What to work on →
Each line holding the word "Serialize" must appear in the answer, copied from the entries.

##### Dataset

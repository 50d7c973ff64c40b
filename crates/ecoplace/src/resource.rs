//! Resource (physical host) model.

use std::fmt::{Display, Formatter};

use serde::{Deserialize, Serialize};

use crate::config::read_structured;
use crate::error::Result;

/// Status of a resource. Only active resources can receive new VMs.
#[derive(Clone, Copy, Debug, PartialEq, Eq, Serialize, Deserialize)]
#[serde(rename_all = "UPPERCASE")]
pub enum ResourceStatus {
    Active,
    Inactive,
}

impl Display for ResourceStatus {
    fn fmt(&self, f: &mut Formatter) -> std::fmt::Result {
        match self {
            ResourceStatus::Active => write!(f, "ACTIVE"),
            ResourceStatus::Inactive => write!(f, "INACTIVE"),
        }
    }
}

/// Represents a host that can run virtual machines.
///
/// Described by its capacities (CPU cores, memory, storage and network bandwidth) and the constant power it draws
/// while at least one VM is allocated to it. The resource itself carries no allocation state, the current load of
/// a resource is tracked by [`ResourcePoolState`](crate::resource_pool::ResourcePoolState).
#[derive(Clone, Debug, PartialEq, Serialize, Deserialize)]
pub struct Resource {
    pub id: String,
    pub cpu_cores: u32,
    pub memory: f64,
    pub storage: f64,
    pub network_bandwidth: f64,
    pub energy_consumption: f64,
    pub status: ResourceStatus,
}

impl Resource {
    /// Creates an active resource with specified capacities.
    pub fn new(
        id: &str,
        cpu_cores: u32,
        memory: f64,
        storage: f64,
        network_bandwidth: f64,
        energy_consumption: f64,
    ) -> Self {
        Self {
            id: id.to_string(),
            cpu_cores,
            memory,
            storage,
            network_bandwidth,
            energy_consumption,
            status: ResourceStatus::Active,
        }
    }

    /// Returns the same resource with the given status.
    pub fn with_status(mut self, status: ResourceStatus) -> Self {
        self.status = status;
        self
    }

    pub fn is_active(&self) -> bool {
        self.status == ResourceStatus::Active
    }
}

#[derive(Debug, Serialize, Deserialize)]
struct Resources {
    resources: Vec<Resource>,
}

/// Loads the resource roster from YAML (or JSON, if the file has `.json` extension).
///
/// Roster file example: `crates/ecoplace/test-configs/resources.yaml`.
pub fn load_resources(file: &str) -> Result<Vec<Resource>> {
    let roster: Resources = read_structured(file)?;
    Ok(roster.resources)
}
//! 16-bit counter (counter 2).
//!
//! Adds an event input: a pin edge copies the current value into the event
//! mark register, and four algorithms count up to that captured value. The
//! algorithm number is 4 bits wide and the control image is 3 bytes.
//!
//! ```text
//! byte 1   7 6 | 5 4 | 3 2 | 1 0
//!          PinA| PinB|  -  | algorithm bits 0-1
//! byte 2   7   | 6      | 5 | 4 3            | 2 1 0
//!          Deb | Upbeat | - | algorithm 2-3  | drive source
//! byte 3   7   | 6   | 5..0
//!          ImA | ImB |  -
//! ```
//!
//! Prescale encoding is the one counter 1 uses; see
//! [`Counter2Prescale`](crate::prescale::Counter2Prescale).

use serde::{Deserialize, Serialize};

use crate::algorithm::{AlgorithmBits, Counter2Algorithm};
use crate::layout::{BitField, PinAction};
use crate::memory::RegisterAccess;
use crate::registers::{Counter16Addrs, COUNTER2};

use super::write_changed;

/// Control register image of the 16-bit counter.
#[derive(Debug, Clone, Copy, Default, PartialEq, Eq, Serialize, Deserialize)]
pub struct Behavior16(pub [u8; 3]);

impl Behavior16 {
    pub const ALGORITHM_LOW: BitField = BitField::new(0, 0, 2);
    pub const PIN_ACTION_B: BitField = BitField::new(0, 4, 2);
    pub const PIN_ACTION_A: BitField = BitField::new(0, 6, 2);
    pub const DRIVE_SOURCE: BitField = BitField::new(1, 0, 3);
    pub const ALGORITHM_HIGH: BitField = BitField::new(1, 3, 2);
    pub const EVENT_ON_UPBEAT: BitField = BitField::new(1, 6, 1);
    pub const INPUT_DEBOUNCER: BitField = BitField::new(1, 7, 1);
    pub const IMITATE_MARK_B: BitField = BitField::new(2, 6, 1);
    pub const IMITATE_MARK_A: BitField = BitField::new(2, 7, 1);

    /// Bits no field covers. Carried through unchanged.
    pub const RESERVED: [u8; 3] = [0b0000_1100, 0b0010_0000, 0b0011_1111];

    pub fn algorithm(&self) -> Counter2Algorithm {
        Counter2Algorithm::decode(AlgorithmBits {
            low: Self::ALGORITHM_LOW.get(&self.0),
            high: Self::ALGORITHM_HIGH.get(&self.0),
        })
    }

    pub fn set_algorithm(&mut self, algorithm: Counter2Algorithm) {
        let bits = algorithm.encode();
        Self::ALGORITHM_LOW.set(&mut self.0, bits.low);
        Self::ALGORITHM_HIGH.set(&mut self.0, bits.high);
    }

    pub fn pin_action_a(&self) -> PinAction {
        PinAction::from_bits(Self::PIN_ACTION_A.get(&self.0))
    }

    pub fn set_pin_action_a(&mut self, action: PinAction) {
        Self::PIN_ACTION_A.set(&mut self.0, action.bits());
    }

    pub fn pin_action_b(&self) -> PinAction {
        PinAction::from_bits(Self::PIN_ACTION_B.get(&self.0))
    }

    pub fn set_pin_action_b(&mut self, action: PinAction) {
        Self::PIN_ACTION_B.set(&mut self.0, action.bits());
    }

    pub fn drive_source_bits(&self) -> u8 {
        Self::DRIVE_SOURCE.get(&self.0)
    }

    pub fn set_drive_source_bits(&mut self, bits: u8) {
        Self::DRIVE_SOURCE.set(&mut self.0, bits);
    }

    /// Capture on the rising edge of the event pin instead of the falling one.
    pub fn event_on_upbeat(&self) -> bool {
        Self::EVENT_ON_UPBEAT.is_set(&self.0)
    }

    pub fn set_event_on_upbeat(&mut self, on: bool) {
        Self::EVENT_ON_UPBEAT.set_flag(&mut self.0, on);
    }

    /// Require four equal samples on the event pin before accepting an edge.
    pub fn input_debouncer(&self) -> bool {
        Self::INPUT_DEBOUNCER.is_set(&self.0)
    }

    pub fn set_input_debouncer(&mut self, on: bool) {
        Self::INPUT_DEBOUNCER.set_flag(&mut self.0, on);
    }

    pub fn imitate_mark_a(&self) -> bool {
        Self::IMITATE_MARK_A.is_set(&self.0)
    }

    pub fn set_imitate_mark_a(&mut self, on: bool) {
        Self::IMITATE_MARK_A.set_flag(&mut self.0, on);
    }

    pub fn imitate_mark_b(&self) -> bool {
        Self::IMITATE_MARK_B.is_set(&self.0)
    }

    pub fn set_imitate_mark_b(&mut self, on: bool) {
        Self::IMITATE_MARK_B.set_flag(&mut self.0, on);
    }
}

#[derive(Debug, Clone, Copy, PartialEq, Eq)]
pub struct Counter16 {
    addrs: Counter16Addrs,
}

impl Counter16 {
    pub const fn counter2() -> Self {
        Counter16 { addrs: COUNTER2 }
    }

    pub fn addrs(&self) -> &Counter16Addrs {
        &self.addrs
    }

    pub fn behavior<R: RegisterAccess>(&self, regs: &R) -> Behavior16 {
        Behavior16(regs.read_bytes(self.addrs.control.addr))
    }

    pub fn set_behavior<R: RegisterAccess>(&self, regs: &mut R, behavior: Behavior16) {
        regs.write_bytes(self.addrs.control.addr, &behavior.0);
    }

    /// Read-modify-write of the control image. Only bytes that changed are
    /// written back.
    pub fn modify_behavior<R, F>(&self, regs: &mut R, f: F)
    where
        R: RegisterAccess,
        F: FnOnce(&mut Behavior16),
    {
        let old = self.behavior(regs);
        let mut new = old;
        f(&mut new);
        write_changed(regs, self.addrs.control.addr, &old.0, &new.0);
    }

    pub fn algorithm<R: RegisterAccess>(&self, regs: &R) -> Counter2Algorithm {
        self.behavior(regs).algorithm()
    }

    pub fn set_algorithm<R: RegisterAccess>(&self, regs: &mut R, algorithm: Counter2Algorithm) {
        self.modify_behavior(regs, |b| b.set_algorithm(algorithm));
    }
}

impl Default for Counter16 {
    fn default() -> Self {
        Self::counter2()
    }
}

#[cfg(test)]
mod tests {
    use super::*;
    use crate::memory::Memory;

    const ALGORITHM_MASK: [u8; 3] = [0b0000_0011, 0b0001_1000, 0];

    #[test]
    fn test_reserved_is_complement_of_fields() {
        let fields = [
            Behavior16::ALGORITHM_LOW,
            Behavior16::PIN_ACTION_B,
            Behavior16::PIN_ACTION_A,
            Behavior16::DRIVE_SOURCE,
            Behavior16::ALGORITHM_HIGH,
            Behavior16::EVENT_ON_UPBEAT,
            Behavior16::INPUT_DEBOUNCER,
            Behavior16::IMITATE_MARK_B,
            Behavior16::IMITATE_MARK_A,
        ];
        let mut covered = [0u8; 3];
        for f in fields {
            assert_eq!(covered[f.byte] & f.mask(), 0, "fields overlap");
            covered[f.byte] |= f.mask();
        }
        assert_eq!([!covered[0], !covered[1], !covered[2]], Behavior16::RESERVED);
    }

    #[test]
    fn test_algorithm_round_trip() {
        let c = Counter16::counter2();
        let mut mem = Memory::new();
        for a in Counter2Algorithm::ALL {
            c.set_algorithm(&mut mem, a);
            assert_eq!(c.algorithm(&mem), a);
        }
    }

    #[test]
    fn test_event_mark_algorithm_bits() {
        let c = Counter16::counter2();
        let mut mem = Memory::new();
        c.set_algorithm(&mut mem, Counter2Algorithm::Count_ToEventMark);
        // 12 = 0b11_00
        assert_eq!(&mem.data[0x80..0x83], &[0b0000_0000, 0b0001_1000, 0]);
    }

    #[test]
    fn test_set_algorithm_touches_only_algorithm_bits() {
        let c = Counter16::counter2();
        let control = c.addrs().control.addr as usize;
        for fill in [0x00u8, 0xFF, 0x3C, 0xC3] {
            for a in Counter2Algorithm::ALL {
                let mut mem = Memory::new();
                mem.data.iter_mut().for_each(|b| *b = fill);
                let before = mem.data.clone();

                c.set_algorithm(&mut mem, a);
                assert_eq!(c.algorithm(&mem), a);

                for (addr, (b, n)) in before.iter().zip(&mem.data).enumerate() {
                    let mask = match addr.checked_sub(control) {
                        Some(off) if off < 3 => ALGORITHM_MASK[off],
                        _ => 0,
                    };
                    assert_eq!(b & !mask, n & !mask, "byte 0x{:02X} changed", addr);
                }
            }
        }
    }

    #[test]
    fn test_behavior_fields() {
        let mut b = Behavior16([0, 0, 0b0011_1111]);
        b.set_event_on_upbeat(true);
        b.set_input_debouncer(true);
        b.set_imitate_mark_a(true);
        b.set_pin_action_a(PinAction::Set);
        assert_eq!(b.0, [0b1000_0000, 0b1100_0000, 0b1011_1111]);
        assert!(b.event_on_upbeat());
        assert!(b.input_debouncer());
        assert_eq!(b.pin_action_a(), PinAction::Set);
        assert_eq!(b.pin_action_b(), PinAction::None);
        assert!(!b.imitate_mark_b());
    }
}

##########

Result for this exercise →
use serde::{Deserialize, Serialize};
#[derive(Clone, Copy, Debug, PartialEq, Eq, Serialize, Deserialize)]
#[derive(Clone, Debug, PartialEq, Serialize, Deserialize)]
#[derive(Debug, Serialize, Deserialize)]
use serde::{Deserialize, Serialize};
#[derive(Debug, Clone, Copy, Default, PartialEq, Eq, Serialize, Deserialize)]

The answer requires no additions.